A rhinoceros' skull on a wooden cart
Bringing the skeleton into the Museum's collection meant a rare in-person look at rhino's skull. It's just as heavy as you'd think.
Tyler Hayden

Born in South Sudan, Dinka was first captured in the wild as an adult in 1953 and brought to a Sudanese zoo. The St. Louis Zoo acquired him in 1957 before he was taken to the San Diego Zoo in 1972 and ultimately the Safari Park in 1982 in an effort to breed the subspecies back from the brink of extinction. When he died in 1991, he was one of only 35 animals left on the planet.

An elderly man takes rhino bones out of the back of a minivan while a younger woman guides them onto a dolly cart
Dr. Kayce Bell helps guide the rhino's skeleton onto a dolly cart. Unpacking Dinka from Dr. David Reznick's minivan in NHM's loading dock took surprisingly little time, but the rhino's skeleton will be available for researchers in perpetuity.
Tyler Hayden

"With collection specimens and scientific advancement, there’s hope." 
Dr. Kayce Bell, Curator of Mammalogy


Gross overhunting during the colonial era decimated rhino populations, and poaching continues to be the number one threat. Northern white rhinos, and all rhinos, are hunted by poachers for their horns, which have absolutely zero medical use and are formed of keratin, the same protein that makes up our fingernails and hair. Despite their uselessness for human activity, the lust for rhino horns continues to fuel the destruction of these giants in the wild. Destruction of their habitat, along with regional violence, has also contributed to the rhino’s decline in the wild. On the day his skeleton was brought to the Museum, there were only two northern white rhinos still living, both of them females, making the subspecies functionally extinct.

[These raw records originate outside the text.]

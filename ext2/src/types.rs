//! Common types and constants for ext2 access

use alloc::vec::Vec;
use bitflags::bitflags;

/// Hardware sector size (always 512 bytes)
pub const SECTOR_SIZE: usize = 512;

/// Smallest legal ext2 block size, used until the library negotiates one
pub const MIN_BLOCK_SIZE: u32 = 1024;

/// Fixed inode number of the root directory
pub const ROOT_INO: Ino = 2;

/// Maximum directory entry name length
pub const NAME_LEN: usize = 255;

/// Inode number
pub type Ino = u32;

/// File type mask
pub const S_IFMT: u16 = 0o170000;
/// Directory
pub const S_IFDIR: u16 = 0o040000;
/// Regular file
pub const S_IFREG: u16 = 0o100000;

/// Mode hint handed to the allocator for new files
pub const DEFAULT_CREATE_MODE: u16 = 0o010755;

/// Inode uses extents instead of block pointers
pub const EXTENTS_FL: u32 = 0x0008_0000;

/// Check whether a mode describes a directory
pub fn is_dir_mode(mode: u16) -> bool {
    mode & S_IFMT == S_IFDIR
}

bitflags! {
    /// Filesystem handle state flags
    #[derive(Debug, Clone, Copy, PartialEq, Eq)]
    pub struct FsFlags: u32 {
        /// Opened read/write
        const RW = 0x01;
        /// Inode bitmap modified in memory
        const IB_DIRTY = 0x02;
        /// Block bitmap modified in memory
        const BB_DIRTY = 0x04;
        /// Superblock modified in memory
        const DIRTY = 0x08;
    }
}

bitflags! {
    /// Flags passed when opening an I/O channel
    #[derive(Debug, Clone, Copy, PartialEq, Eq)]
    pub struct OpenFlags: u32 {
        /// Channel will be written
        const RW = 0x01;
    }
}

/// Access mode for library file handles
#[derive(Debug, Clone, Copy, PartialEq, Eq)]
pub enum FileMode {
    /// Read only
    Read,
    /// Read and write
    Write,
}

/// Directory entry file type
#[derive(Debug, Clone, Copy, PartialEq, Eq)]
#[repr(u8)]
pub enum FileType {
    /// Unknown
    Unknown = 0,
    /// Regular file
    RegFile = 1,
    /// Directory
    Dir = 2,
}

/// Inode record as exposed by the filesystem library
#[derive(Debug, Clone, Copy, Default, PartialEq, Eq)]
pub struct Inode {
    /// File mode
    pub mode: u16,
    /// Owner uid (low 16 bits)
    pub uid: u16,
    /// Size in bytes (low 32 bits)
    pub size: u32,
    /// Access time
    pub atime: u32,
    /// Inode change time
    pub ctime: u32,
    /// Modification time
    pub mtime: u32,
    /// Deletion time
    pub dtime: u32,
    /// Group id (low 16 bits)
    pub gid: u16,
    /// Hard link count
    pub links_count: u16,
    /// 512-byte sectors held
    pub blocks: u32,
    /// Inode flags
    pub flags: u32,
    /// Block pointers (or extent tree root)
    pub block: [u32; 15],
    /// Size in bytes (high 32 bits)
    pub size_high: u32,
}

impl Inode {
    /// Full 64-bit file size
    pub fn size(&self) -> u64 {
        self.size as u64 | ((self.size_high as u64) << 32)
    }

    /// Set the full 64-bit file size
    pub fn set_size(&mut self, size: u64) {
        self.size = size as u32;
        self.size_high = (size >> 32) as u32;
    }

    /// Whether this inode is a directory
    pub fn is_dir(&self) -> bool {
        is_dir_mode(self.mode)
    }
}

/// Directory entry produced while iterating a directory
#[derive(Debug, Clone, PartialEq, Eq)]
pub struct DirEntry {
    /// Inode number (0 for an unused slot)
    pub inode: Ino,
    /// Raw name length field; only the low byte is meaningful
    pub name_len: u16,
    /// Name bytes
    pub name: Vec<u8>,
}

impl DirEntry {
    /// Name bytes clamped to the name length field and `NAME_LEN`
    pub fn name_bytes(&self) -> &[u8] {
        let len = ((self.name_len & 0xFF) as usize).min(NAME_LEN).min(self.name.len());
        &self.name[..len]
    }
}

Work study student pulls dolly cart into the freight elevator
Work study student Lan Trieu did a great job getting Dinka into his temporary home despite having no experience moving rhinos. Ultimately, Dinka will take up residence in a collections storage facility dedicated to large mammals.
Tyler Hayden

Dinka spent 34 years as a teaching specimen at the University of California, Riverside, before reaching the Museum, but the path of large animals from zoos to museum collections is a well-worn one. Since it began caring for northern white rhinos, the San Diego Zoo has hosted eight of them, and NHM has four of them under our care.

Because it’s incredibly rare to get endangered animal specimens from the wild, zoos are especially important partners to make sure rare animals make it into museum collections for future research. Donations from zoos mean that even endangered animals can make it into collections where they can help scientists further conservation research. Even though there are no more males to reproduce with, conservation scientists have not given up on saving these iconic giants.

A hand holding a rhino tooth
One of Dinka's teeth had become unattached over the decades as a teaching specimen. An animal's teeth can provide a great deal of information about their diet—and how they lived—through advanced research tools like isotope analysis.
Tyler Hayden

The successful maintenance of the small southern white rhino population, along with the creation of viable embryos that might someday be implanted in their southern cousins, means the northern white rhino’s story isn’t over. As part of their conservation efforts, the San Diego Zoo maintains genetic materials from rare and endangered species in its Frozen Zoo. These cryopreserved materials can help reintroduce lost genetic diversity through genetic engineering, cutting-edge reproductive technology, and cloning. Specimens like Dinka could still have a role to play in their preservation. Analyzing things like a specimen’s teeth, for example, can reveal huge amounts of information on their diet and what they might need to thrive. The diet of white rhinos in captivity has been flagged as impacting fertility, and having those teeth could help inform needed changes.

Southern White Rhino in the wild
iNaturalist observation of a southern white rhino uploaded by Martyn Drabik-Hamshare

“When the first specimens were added to NHM’s Mammalogy Collections, researchers had no idea they could be repositories for DNA extraction and pathogen studies,” says Dr. Kayce Bell, Curator of Mammalogy at NHM. ”It’s one of the things that makes specimens like this so crucial for conservation. We just don’t know what we’ll be able to do in the future. With collection specimens and scientific advancement, there’s hope.”